リューフ

柳 真佐域

第1話『その運命の始まり』

 薄陽の漏れる雨戸を開けると、外は抜けるような春の青空だった。気持ちいい朝の日差しを、頭から浴びたリューフは、清々しい一日の始まりを全身で感じた。まだ寒さの残る冷ややかな初春の澄んだ空気は、胸いっぱいに吸い込むと心を爽やかにさせる。

 リューフは、台所で朝食の準備をしている母ハミルトンに、家事に使う水釜の水が少なくなったので、川の清流から水を汲んでくるようにお使いを頼まれた。物心ついた頃から行っている日課の一つだ。暮らすための仕事をこなし、当たり前に母の作る朝食を、母とそして朝に弱く、その顔にたっぷりと眠気を残した妹プラテナと一緒に三人で食べる。それがリューフの日常だった。

「よいしょっと」

 水車脇に置いてある、給水に使う担ぎ桶と、藁で編んだ籠を肩に掛け、リューフは小川をさかのぼって歩いた。キラキラと日の光を反射させる、澄んだこの小川でも、十分に飲み水として使えるが、ほんの少し足を伸ばせば湧き水の源泉にたどり着けるし、どうせならと、道中に生えた山菜も摘んでいこうと思い、リューフの腰帯には、鞘に入った短い鉈が括ってあった。磨き抜かれたルビーのような緋色の瞳に、青い空と白い雲が写り込み、首の後ろで一つまとめた若草色の髪の先が、有尾類の尻尾のように揺れる。まるで発光しているのではないかと見紛うほどに、その白く肌理の細かい肌と外側にピンッと先の尖った耳が、エルフの証だった。

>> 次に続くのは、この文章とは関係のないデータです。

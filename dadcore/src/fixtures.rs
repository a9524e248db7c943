//! Simulated recordings shared by the unit tests.

use crate::data::dataset::DadDataset;
use crate::simulation::chromatogram::{reference_spectra, ChromatogramSimulator, SimulatedCompound};

pub const NUM_TIMES: usize = 1000;
pub const NUM_WAVELENGTHS: usize = 50;
pub const SEED: u64 = 7;

/// Elution apex and width of the ten compounds in [`ten_compound_dataset`].
pub const ELUTION: [(f64, f64); 10] = [
    (100.0, 5.0),
    (150.0, 10.0),
    (200.0, 5.0),
    (250.0, 5.0),
    (300.0, 3.0),
    (400.0, 10.0),
    (500.0, 3.0),
    (700.0, 6.0),
    (800.0, 15.0),
    (850.0, 15.0),
];

/// Ten well separated unit-area compounds, each with its own reference spectrum.
pub fn ten_compound_dataset(noise: f64) -> DadDataset {
    let spectra = reference_spectra(NUM_WAVELENGTHS, ELUTION.len());
    ELUTION
        .iter()
        .zip(spectra)
        .fold(
            ChromatogramSimulator::new(NUM_TIMES, NUM_WAVELENGTHS),
            |sim, (&(time, width), spectrum)| {
                sim.with_compound(SimulatedCompound::new(spectrum, 1.0, time, width))
            },
        )
        .with_noise(noise)
        .with_seed(SEED)
        .build()
        .unwrap()
}

pub fn single_compound_dataset(spectrum: Vec<f64>, concentration: f64, time: f64, width: f64) -> DadDataset {
    mixture_dataset(&[(spectrum, concentration, time, width)], 0.0)
}

/// Overlapping compounds given as `(spectrum, concentration, time, width)`.
pub fn mixture_dataset(compounds: &[(Vec<f64>, f64, f64, f64)], noise: f64) -> DadDataset {
    compounds
        .iter()
        .fold(
            ChromatogramSimulator::new(NUM_TIMES, NUM_WAVELENGTHS),
            |sim, (spectrum, concentration, time, width)| {
                sim.with_compound(SimulatedCompound::new(spectrum.clone(), *concentration, *time, *width))
            },
        )
        .with_noise(noise)
        .with_seed(SEED)
        .build()
        .unwrap()
}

 今日はセーム(エルフの通う学校)も休校なので、南の森に狩りに出かけても良い。里を白く染めていた雪深い冬が終わり、生き物の息吹を感じ始める季節。そろそろ動物達が、じっと寒さを堪えていた巣穴から、ひょっこりと顔を出す頃合だろう。あたたかくなってきたからと言って、まだ夜は底冷えのする寒さがある。飼っているヤギのミルクの出がいいので、ルネウサギ(一角兎)でも捕まえてシチューにするのもいいな。そんなことを考えながら道中を歩いた。変わりない、いつも通りの日和……そう、その時まではそのはずだった。

 山菜を摘み、籠に入れる。ぷっくりと膨れたゼンマイは、ほろ苦い春の味の訪れを感じることだろう。リューフは手で庇を作り、先を見た。

 それは何の前触れも無く、唐突にそこにいた。いつも通りの風景に溶け込みながら、ゆるく木漏れ日の差す陽だまりの中、岩谷に静かに鎮座するように、傷だらけの一匹の黒竜が居た。

 ガランガランッと音を立てて桶を落としたリューフは、すぐ様持っていた鉈をスッと鞘から抜き払い、手に取った。竜の姿があまりにも馴染んでいたので気配を感じなかった。まるでそこにいるのが当たり前な、そんな気配さえする。鉈を持った手はブルブルと震える。突然の驚きで高揚する気持ちと、そして酷く恐怖があった。リューフは本物の竜を見たのは生まれて初めてのことだった。

 

 セームの授業で、先生に習っていたこの世の成り立ち。大昔、まだ神々が地上を平定する前、魔が地上に蔓延り、絶え間ない争いをしていた時代。数多の生き物のその頂点に君臨していた竜は、神々と組する善き竜と、魔と組する悪しき竜に種族を二分し、その絶大なる力を、良くも悪くも遺憾なく振るっていた。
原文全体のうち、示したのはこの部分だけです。